An analysis of data from the US National Health Interview Survey, results of the study indicate that, after years of progress following the turn of the century, the declines in vision impairment prevalence among patients with diabetes had begun to plateau in 2012.
“While our findings of an increasing trend over the last decade did not reach statistical significance, it could be an early warning that trends in vision impairment among those with diabetes are headed in the wrong direction,” said Elizabeth Lundeen, PhD, MPH, senior scientist in the Vision Health Initiative at CDC. “Additional research will help us better understand the causes of this recent upward trend and design effective interventions to prevent vision loss in individuals with diabetes around the country.”
With diabetes a leading contributor to vision impairment and blindness among adults in the US, a greater understanding of trends can have. Substantial impact on quality of life for patients and the societal burden of the diabetes epidemic. Citing previous data suggesting a decline in glycemic control occurred in the US from 2007-2010 to 2015-2018, Lundeen and a team of colleagues from the CDC and the University of Michigan Kellogg Eye Center designed the current study to assess whether this may have impacted trends in vision impairment.

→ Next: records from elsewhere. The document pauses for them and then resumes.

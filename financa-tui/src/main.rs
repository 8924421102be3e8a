use anyhow::Result;

use financa_tui::{App, Settings};

#[tokio::main]
async fn main() -> Result<()> {
    let settings = Settings::new()?;
    settings.validate().map_err(anyhow::Error::msg)?;

    // Logging is initialized in App::run() with buffer support
    App::new(settings).run().await?;

    Ok(())
}
pub mod data_loader;

use std::collections::HashMap;
use std::future::Future;
use tokio::task::JoinHandle;

/// Owns the background tasks spawned for data loading and mutations.
///
/// Tasks are keyed by id; spawning under an id that is already running
/// aborts the old task first, so at most one fetch per key is in flight.
pub struct BackgroundTaskManager {
    tasks: HashMap<String, JoinHandle<()>>,
}

impl BackgroundTaskManager {
    pub fn new() -> Self {
        Self {
            tasks: HashMap::new(),
        }
    }

    pub fn spawn_load_task<F>(&mut self, task_id: String, future: F)
    where
        F: Future<Output = ()> + Send + 'static,
    {
        if let Some(existing) = self.tasks.remove(&task_id) {
            tracing::debug!("Aborting in-flight task '{}'", task_id);
            existing.abort();
        }

        self.tasks.retain(|_, handle| !handle.is_finished());

        let handle = tokio::spawn(future);
        self.tasks.insert(task_id, handle);
    }

    pub fn cancel_all(&mut self) {
        for (task_id, handle) in self.tasks.drain() {
            tracing::debug!("Cancelling task '{}'", task_id);
            handle.abort();
        }
    }
}

impl Default for BackgroundTaskManager {
    fn default() -> Self {
        Self::new()
    }
}

impl Drop for BackgroundTaskManager {
    fn drop(&mut self) {
        self.cancel_all();
    }
}
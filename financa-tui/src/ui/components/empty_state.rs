//! Shared empty state component for consistent "no data" messages.

use ratatui::prelude::Rect;
use ratatui::{
    layout::Alignment,
    text::{Line, Span},
    widgets::{Block, Borders, Paragraph},
    Frame,
};

use crate::ui::theme;

/// Render an empty state message with consistent styling.
///
/// # Arguments
/// * `title` - The block title (e.g., "Transações")
/// * `message` - The message to display
/// * `hint` - Optional hint text below the message
pub fn render_empty_state(
    f: &mut Frame,
    area: Rect,
    title: &str,
    message: &str,
    hint: Option<&str>,
) {
    let mut lines = vec![
        Line::from(""),
        Line::from(Span::styled(message, theme::loading_style())),
    ];

    if let Some(hint_text) = hint {
        lines.push(Line::from(""));
        lines.push(Line::from(Span::styled(
            hint_text,
            theme::help_text_style(),
        )));
    }

    let paragraph = Paragraph::new(lines)
        .alignment(Alignment::Center)
        .block(Block::default().borders(Borders::ALL).title(title));

    f.render_widget(paragraph, area);
}
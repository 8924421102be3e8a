pub mod endpoints;
mod error;
mod macros;
pub mod repositories;

pub use crate::error::FinancaApiError;
use endpoints::Month;
use repositories::*;
use tower_api_client::{Client as ApiClient, Request as ApiRequest};

pub struct Client {
    inner: ApiClient,
}

impl Client {
    pub fn new(base_url: &str) -> Self {
        Self {
            inner: ApiClient::new(base_url),
        }
    }

    pub async fn send<R>(&self, request: R) -> Result<R::Response, FinancaApiError>
    where
        R: ApiRequest,
    {
        self.inner.send(request).await.map_err(From::from)
    }
}

pub struct Request;

impl Request {
    pub fn new() -> Self {
        Self {}
    }

    pub fn categories() -> CategoryRepository {
        CategoryRepository::new()
    }

    pub fn mappings() -> MappingRepository {
        MappingRepository::new()
    }

    pub fn recurring() -> RecurringRepository {
        RecurringRepository::new()
    }

    pub fn transactions(month: Month) -> TransactionRepository {
        TransactionRepository::new(month)
    }

    pub fn variances(month: Month) -> VarianceRepository {
        VarianceRepository::new(month)
    }
}
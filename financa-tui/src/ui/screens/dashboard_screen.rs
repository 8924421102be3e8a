use ratatui::{
    prelude::*,
    widgets::{Block, Borders, Cell, Row, Table},
};

use crate::state::tree::{CategoryGroup, SubcategoryGroup};
use crate::state::{DashboardState, InputMode, LoadingState, MoveTarget, RowRef};
use crate::ui::{
    components::{empty_state, help_bar, screen_title},
    layouts, theme, utils,
};
use financa_api::endpoints::transactions::Transaction;

pub fn render(f: &mut Frame, state: &DashboardState) {
    let (title_area, content_area, help_area) = layouts::screen_layout(f.area());

    render_title(f, title_area, state);
    render_tree(f, content_area, state);
    render_help(f, help_area, state);
}

fn render_title(f: &mut Frame, area: Rect, state: &DashboardState) {
    let title = format!(
        "Painel financeiro — {}  [ordenar: {} {}]",
        state.month,
        state.sort.column.label(),
        state.sort.direction.arrow()
    );
    let paragraph = ratatui::widgets::Paragraph::new(title).style(theme::title_style());
    f.render_widget(paragraph, area);

    screen_title::render_screen_title(f, area, &state.taxonomy_loading);
}

fn render_tree(f: &mut Frame, area: Rect, state: &DashboardState) {
    if state.groups.is_empty() {
        let message = match &state.taxonomy_loading {
            LoadingState::Error(e) => format!("Erro ao carregar categorias: {}", e),
            LoadingState::Loading(_) => "Carregando categorias…".to_string(),
            _ => "Nenhuma categoria".to_string(),
        };
        empty_state::render_empty_state(
            f,
            area,
            " Categorias ",
            &message,
            Some("r recarrega os dados"),
        );
        return;
    }

    // The drop destination currently under the cursor, if a move is active
    let current_target: Option<MoveTarget> = state
        .move_state
        .as_ref()
        .and_then(|ms| state.move_targets().into_iter().nth(ms.target_index));
    let grabbed: Option<&str> = state.move_state.as_ref().map(|ms| ms.descricao.as_str());

    let rows: Vec<Row> = state
        .visible_rows()
        .into_iter()
        .map(|row_ref| match row_ref {
            RowRef::Category(gi) => {
                category_row(&state.groups[gi], current_target.as_ref())
            }
            RowRef::Subcategory(gi, si) => {
                let group = &state.groups[gi];
                subcategory_row(group, &group.subgroups[si], current_target.as_ref())
            }
            RowRef::Transaction(gi, si, ti) => {
                transaction_row(&state.groups[gi].subgroups[si].rows[ti], grabbed)
            }
        })
        .collect();

    let widths = [
        Constraint::Min(26),    // Tree / date
        Constraint::Min(24),    // Description / variance
        Constraint::Length(16), // Amount
        Constraint::Length(8),  // Installment
    ];

    let table = Table::new(rows, widths)
        .column_spacing(theme::TABLE_COLUMN_SPACING)
        .block(Block::default().borders(Borders::ALL).title(" Categorias "))
        .row_highlight_style(theme::selection_style());

    f.render_stateful_widget(table, area, &mut state.table_state.borrow_mut());
}

fn category_row<'a>(group: &'a CategoryGroup, target: Option<&MoveTarget>) -> Row<'a> {
    let marker = if group.expanded { "▾" } else { "▸" };
    let label = format!("{} {} ({})", marker, group.categoria, group.count());

    let mut label_lines = vec![Line::from(label)];
    let mut height = 1;
    if group.expanded {
        match &group.loading {
            LoadingState::Loading(_) => {
                label_lines.push(Line::styled("  Carregando…", theme::loading_style()));
                height = 2;
            }
            LoadingState::Error(_) => {
                label_lines.push(Line::styled(
                    "  Erro ao carregar dados",
                    theme::danger_border_style(),
                ));
                height = 2;
            }
            _ => {}
        }
    }

    // A flat category carries its single bucket's variance badge itself
    let badge = if group.is_flat() {
        group
            .variance_for(&group.subgroups[0])
            .map(|v| variance_span(v.variacao_pct))
    } else {
        None
    };

    let total = group.total();
    let mut row = Row::new(vec![
        Cell::from(Text::from(label_lines)),
        Cell::from(badge.map(Line::from).unwrap_or_default()),
        Cell::from(
            Line::styled(
                utils::fmt_valor(total),
                Style::default().fg(theme::amount_color(total.inner())),
            )
            .alignment(Alignment::Right),
        ),
        Cell::from(""),
    ])
    .height(height);

    if is_category_target(group, target) {
        row = row.style(theme::move_target_style());
    } else {
        row = row.style(theme::header_style());
    }
    row
}

fn subcategory_row<'a>(
    group: &'a CategoryGroup,
    subgroup: &'a SubcategoryGroup,
    target: Option<&MoveTarget>,
) -> Row<'a> {
    let marker = if subgroup.expanded { "▾" } else { "▸" };
    let label = format!("  {} {} ({})", marker, subgroup.nome, subgroup.count());

    let badge = group
        .variance_for(subgroup)
        .map(|v| variance_span(v.variacao_pct));

    let total = subgroup.total();
    let mut row = Row::new(vec![
        Cell::from(label),
        Cell::from(badge.map(Line::from).unwrap_or_default()),
        Cell::from(
            Line::styled(
                utils::fmt_valor(total),
                Style::default().fg(theme::amount_color(total.inner())),
            )
            .alignment(Alignment::Right),
        ),
        Cell::from(""),
    ]);

    if is_subcategory_target(group, subgroup, target) {
        row = row.style(theme::move_target_style());
    }
    row
}

fn transaction_row<'a>(transaction: &'a Transaction, grabbed: Option<&str>) -> Row<'a> {
    let data = transaction
        .data
        .as_deref()
        .map(utils::fmt_data)
        .unwrap_or_default();

    let mut descricao = transaction.descricao.clone();
    if transaction.tem_mapeamento {
        // Mapped rows carry a marker so the rename stays visible
        descricao.push_str(" ✦");
    }

    let mut row = Row::new(vec![
        Cell::from(format!("    {}", data)),
        Cell::from(descricao),
        Cell::from(
            Line::styled(
                utils::fmt_valor(transaction.valor),
                Style::default().fg(theme::amount_color(transaction.valor.inner())),
            )
            .alignment(Alignment::Right),
        ),
        Cell::from(transaction.parcela.clone().unwrap_or_default()),
    ]);

    if grabbed.is_some_and(|d| d == transaction.descricao) {
        row = row.style(theme::move_source_style());
    }
    row
}

fn variance_span(variacao_pct: f64) -> Span<'static> {
    Span::styled(
        format!("[{}]", utils::fmt_variance(variacao_pct)),
        Style::default().fg(theme::variance_color(variacao_pct)),
    )
}

fn is_category_target(group: &CategoryGroup, target: Option<&MoveTarget>) -> bool {
    target.is_some_and(|t| t.categoria == group.categoria && t.subcategoria.is_none())
}

fn is_subcategory_target(
    group: &CategoryGroup,
    subgroup: &SubcategoryGroup,
    target: Option<&MoveTarget>,
) -> bool {
    target.is_some_and(|t| {
        t.categoria == group.categoria && t.subcategoria.as_deref() == Some(&subgroup.nome)
    })
}

fn render_help(f: &mut Frame, area: Rect, state: &DashboardState) {
    let help_text = match state.input_mode {
        InputMode::Move => "j/k: destino | Enter: soltar | R: recorrente | Esc: cancelar",
        InputMode::CategoryPicker | InputMode::SubcategoryPicker => {
            "digite para filtrar | ↑/↓: navegar | Enter: escolher | Esc: cancelar"
        }
        InputMode::DescriptionEdit => "Enter: salvar | Esc: cancelar",
        InputMode::Normal => {
            "j/k: navegar | Enter: expandir | [/]: mês | c: categoria | e: descrição | m: mover | ?: ajuda"
        }
    };
    help_bar::render_help_bar(f, area, help_text);
}
pub mod components;
pub mod layouts;
pub mod screens;
pub mod theme;
pub mod utils;

use crate::log_buffer::LogBuffer;
use crate::state::{AppState, InputMode};
use ratatui::Frame;
use screens::*;

/// Pure render dispatcher - routes to appropriate screen renderer
/// This function is read-only and never mutates state
pub fn render_app(f: &mut Frame, state: &AppState, log_buffer: &LogBuffer) {
    match state.current_screen() {
        Screen::Dashboard(dashboard) => {
            dashboard_screen::render(f, dashboard);

            match dashboard.input_mode {
                InputMode::CategoryPicker | InputMode::SubcategoryPicker => {
                    if let Some(ref picker) = dashboard.picker {
                        components::picker::render_picker(f, picker, &dashboard.input_mode);
                    }
                }
                InputMode::DescriptionEdit => {
                    if let Some(ref edit) = dashboard.description_edit {
                        components::description_editor::render_description_editor(f, edit);
                    }
                }
                _ => {}
            }
        }
        Screen::Logs(logs_state) => {
            logs_screen::render(f, logs_state, log_buffer);
        }
    }

    if let Some(ref toast) = state.toast {
        components::toast::render_toast(f, toast);
    }

    // Render help popup on top if visible
    if state.help_visible {
        components::help_popup::render_help_popup(f, state.current_screen());
    }
}
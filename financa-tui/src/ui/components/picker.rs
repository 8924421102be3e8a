//! Two-step category/subcategory picker popup.

use ratatui::{
    layout::{Constraint, Direction, Layout},
    prelude::*,
    widgets::{Block, Borders, List, ListItem, Paragraph},
    Frame,
};

use crate::state::{InputMode, PickerState};
use crate::ui::{layouts, theme};

pub fn render_picker(f: &mut Frame, picker: &PickerState, input_mode: &InputMode) {
    let title = match input_mode {
        InputMode::SubcategoryPicker => " Subcategoria ",
        _ => " Categoria ",
    };

    let inner = super::popup::render_popup_frame(
        f,
        f.area(),
        layouts::popup_sizes::MEDIUM,
        title,
        theme::accent_border_style(),
    );

    let chunks = Layout::default()
        .direction(Direction::Vertical)
        .constraints([Constraint::Length(3), Constraint::Min(3)])
        .split(inner);

    // Filter input with cursor
    let input = Paragraph::new(format!("{}█", picker.input))
        .style(Style::default().fg(theme::COLOR_INPUT_FOCUSED))
        .block(Block::default().borders(Borders::ALL).title(" filtrar "));
    f.render_widget(input, chunks[0]);

    let options = picker.filtered_options();
    if options.is_empty() {
        let empty = Paragraph::new("nenhuma opção").style(theme::help_text_style());
        f.render_widget(empty, chunks[1]);
        return;
    }

    let items: Vec<ListItem> = options
        .iter()
        .enumerate()
        .map(|(i, option)| {
            let line = Line::from(option.as_str());
            if i == picker.selection_index {
                ListItem::new(line).style(theme::selection_style())
            } else {
                ListItem::new(line)
            }
        })
        .collect();

    let list = List::new(items).style(Style::default().fg(Color::White));
    f.render_widget(list, chunks[1]);
}
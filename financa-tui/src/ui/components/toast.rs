//! Transient notification rendered over the bottom-right corner.

use ratatui::{
    layout::Rect,
    style::Style,
    text::Line,
    widgets::{Block, Borders, Clear, Paragraph},
    Frame,
};

use crate::state::{Toast, ToastLevel};
use crate::ui::theme;

const TOAST_MAX_WIDTH: u16 = 48;
const TOAST_HEIGHT: u16 = 3;

pub fn render_toast(f: &mut Frame, toast: &Toast) {
    let parent = f.area();
    if parent.width < 10 || parent.height < TOAST_HEIGHT + 1 {
        return;
    }

    let desired = (toast.message.chars().count().min(u16::MAX as usize) as u16).saturating_add(4);
    let width = desired
        .min(TOAST_MAX_WIDTH)
        .min(parent.width.saturating_sub(2));
    let area = Rect {
        x: parent.right().saturating_sub(width + 1),
        y: parent.bottom().saturating_sub(TOAST_HEIGHT + 1),
        width,
        height: TOAST_HEIGHT,
    };

    let (title, border_style) = match toast.level {
        ToastLevel::Info => (" Info ", theme::info_border_style()),
        ToastLevel::Success => (" OK ", Style::default().fg(theme::COLOR_POSITIVE)),
        ToastLevel::Error => (" Erro ", theme::danger_border_style()),
    };

    let block = Block::default()
        .title(title)
        .borders(Borders::ALL)
        .border_style(border_style);
    let paragraph = Paragraph::new(Line::from(toast.message.as_str())).block(block);

    f.render_widget(Clear, area);
    f.render_widget(paragraph, area);
}
use crossterm::event::{KeyCode, KeyEvent as CrosstermKeyEvent, KeyModifiers};

/// Framework-agnostic key representation for testability
///
/// This enum abstracts away the crossterm-specific KeyCode type,
/// allowing tests to inject keyboard input without depending on crossterm.
#[derive(Debug, Clone, Copy, PartialEq, Eq)]
pub enum Key {
    Char(char),
    Enter,
    Esc,
    Tab,
    BackTab,
    Backspace,
    Up,
    Down,
    Left,
    Right,
    PageUp,
    PageDown,
    Home,
    End,
}

/// Modifier key state
#[derive(Debug, Clone, Copy, PartialEq, Eq, Default)]
pub struct Modifiers {
    pub ctrl: bool,
    pub alt: bool,
    pub shift: bool,
}

/// Key event with modifier state
#[derive(Debug, Clone, Copy, PartialEq, Eq)]
pub struct KeyEvent {
    pub key: Key,
    pub modifiers: Modifiers,
}

impl KeyEvent {
    /// Create a new KeyEvent with the given key and no modifiers
    pub fn new(key: Key) -> Self {
        Self {
            key,
            modifiers: Modifiers::default(),
        }
    }

    /// Create a new KeyEvent with the given key and Ctrl modifier
    pub fn with_ctrl(key: Key) -> Self {
        Self {
            key,
            modifiers: Modifiers {
                ctrl: true,
                ..Default::default()
            },
        }
    }
}

impl From<KeyCode> for Key {
    fn from(code: KeyCode) -> Self {
        match code {
            KeyCode::Char(c) => Key::Char(c),
            KeyCode::Enter => Key::Enter,
            KeyCode::Esc => Key::Esc,
            KeyCode::Tab => Key::Tab,
            KeyCode::BackTab => Key::BackTab,
            KeyCode::Backspace => Key::Backspace,
            KeyCode::Up => Key::Up,
            KeyCode::Down => Key::Down,
            KeyCode::Left => Key::Left,
            KeyCode::Right => Key::Right,
            KeyCode::PageUp => Key::PageUp,
            KeyCode::PageDown => Key::PageDown,
            KeyCode::Home => Key::Home,
            KeyCode::End => Key::End,
            // For any unmapped keys, treat as null char
            _ => Key::Char('\0'),
        }
    }
}

impl From<CrosstermKeyEvent> for KeyEvent {
    fn from(event: CrosstermKeyEvent) -> Self {
        Self {
            key: Key::from(event.code),
            modifiers: Modifiers {
                ctrl: event.modifiers.contains(KeyModifiers::CONTROL),
                alt: event.modifiers.contains(KeyModifiers::ALT),
                shift: event.modifiers.contains(KeyModifiers::SHIFT),
            },
        }
    }
}
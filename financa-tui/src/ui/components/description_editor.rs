//! Popup editor for the description mapping of a transaction.

use ratatui::{
    layout::{Constraint, Direction, Layout},
    prelude::*,
    widgets::{Block, Borders, Paragraph},
    Frame,
};

use crate::state::DescriptionEditState;
use crate::ui::{layouts, theme, utils};

pub fn render_description_editor(f: &mut Frame, edit: &DescriptionEditState) {
    let inner = super::popup::render_popup_frame(
        f,
        f.area(),
        layouts::popup_sizes::SMALL,
        " Editar descrição ",
        theme::info_border_style(),
    );

    let chunks = Layout::default()
        .direction(Direction::Vertical)
        .constraints([
            Constraint::Length(1),
            Constraint::Length(3),
            Constraint::Length(1),
        ])
        .split(inner);

    let original = Paragraph::new(Line::from(vec![
        Span::styled("original: ", theme::help_text_style()),
        Span::raw(utils::truncate(&edit.descricao_original, 40)),
    ]));
    f.render_widget(original, chunks[0]);

    let input = Paragraph::new(format!("{}█", edit.input))
        .style(Style::default().fg(theme::COLOR_INPUT_FOCUSED))
        .block(Block::default().borders(Borders::ALL));
    f.render_widget(input, chunks[1]);

    let hint = Paragraph::new("Enter: salvar | Esc: cancelar | igual ao original remove")
        .style(theme::help_text_style());
    f.render_widget(hint, chunks[2]);
}
use serde::{Deserialize, Serialize};
use tower_api_client::{Error as ApiError, StatusCode};

#[derive(Debug)]
pub enum FinancaApiError {
    /// The server answered with its `{"success": false, "error": ...}` envelope.
    Server(StatusCode, String),
    Internal(ApiError),
}

impl From<ApiError> for FinancaApiError {
    fn from(value: ApiError) -> Self {
        match value {
            ApiError::ClientError(status, detail) | ApiError::ServerError(status, detail) => {
                // Non-envelope bodies (proxies, HTML error pages) fall back to the raw text.
                let message = serde_json::from_str::<ErrorResponse>(&detail)
                    .map(|r| r.error)
                    .unwrap_or(detail);
                FinancaApiError::Server(status, message)
            }
            e => FinancaApiError::Internal(e),
        }
    }
}

impl std::fmt::Display for FinancaApiError {
    fn fmt(&self, f: &mut std::fmt::Formatter<'_>) -> std::fmt::Result {
        match self {
            FinancaApiError::Internal(e) => write!(f, "Internal error: {}", e),
            FinancaApiError::Server(status, message) => write!(f, "({}) {}", status, message),
        }
    }
}

impl std::error::Error for FinancaApiError {}

#[derive(Debug, Clone, Serialize, Deserialize)]
pub struct ErrorResponse {
    pub success: bool,
    pub error: String,
}
use crate::commands::handlers;
use crate::events::{AppCommand, DataEvent};
use crate::input::KeyEvent;
use crate::state::{reducer, AppState};

/// Executes commands produced by key handling.
///
/// The real application spawns background tasks here; tests plug in a
/// synchronous handler instead, keeping the core free of terminal and
/// runtime concerns.
pub trait DataEventHandler {
    fn execute_with_context(&mut self, command: AppCommand, state: &mut AppState);
}

/// Terminal-free application core: key events in, state out.
pub struct AppCore<H: DataEventHandler> {
    state: AppState,
    handler: H,
}

impl<H: DataEventHandler> AppCore<H> {
    pub fn new(handler: H) -> Self {
        Self {
            state: AppState::new(),
            handler,
        }
    }

    pub fn handle_key(&mut self, key_event: KeyEvent) {
        if let Some(command) = handlers::handle_key_input(key_event, &self.state) {
            self.handler.execute_with_context(command, &mut self.state);
        }
    }

    pub fn handle_data_event(&mut self, event: DataEvent) {
        reducer::reduce_data_event(&mut self.state, event);
    }

    pub fn execute(&mut self, command: AppCommand) {
        self.handler.execute_with_context(command, &mut self.state);
    }

    pub fn state(&self) -> &AppState {
        &self.state
    }

    pub fn state_mut(&mut self) -> &mut AppState {
        &mut self.state
    }

    pub fn should_quit(&self) -> bool {
        self.state.should_quit
    }
}
pub mod dashboard_screen;
pub mod logs_screen;

use crate::state::{DashboardState, LogsState};

#[derive(Debug, Clone)]
pub enum Screen {
    Dashboard(Box<DashboardState>),
    Logs(LogsState),
}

With this in mind, investigators designed their study as an analysis of self-reported data from 1999-2018 within the National Health Interview Survey. Launched in 1957, the National Health Interview Survey collects self-reported data in an attempt to characterize national trends in health. From the survey, investigators obtained data related to annual prevalence as single years and a 3-year moving average age-standardized to the 2010 US census.
The primary outcome of interest for the investigators’ analysis was the annual percentage change (APC) in the incidence of vision impairment. For the purpose of analysis, investigators assessed APC using Joinpoint regression with single years of data.
Upon analysis, using the 3-year moving average, investigators determined the prevalence of adults with diabetes who reported vision impairment decreased from 21.5% in 1999 to 20.7% in 2018, but this trend did not reach statistical significance (APC, -0.47; P=.2). Further analysis revealed the prevalence of vision impairment decreased significantly from 1999-2012, with an APC of -1.93 (P <.001), but this was followed by an inflection point in 2012. From 2012-2018, data from the analysis suggested the prevalence of vision impairment had begun to increase, but this trend did not reach statistical significance (APC, 2.86; P=.1). Of note, when examining the single-year prevalence, the greatest prevalence was observed for 2018, with 24.6% of patients with diabetes reporting vision impairment.
“These results suggest that declines in vision impairment among adults with diabetes mellitus seen in the first decade of the century may have plateaued in 2012. Future research could identify determinants, including glycemic management, vision screening, and healthcare utilization,” investigators wrote.
This study, “Twenty-Year Trends in Vision Impairment among US Adults with Diabetes,” was presented at ADA 2022.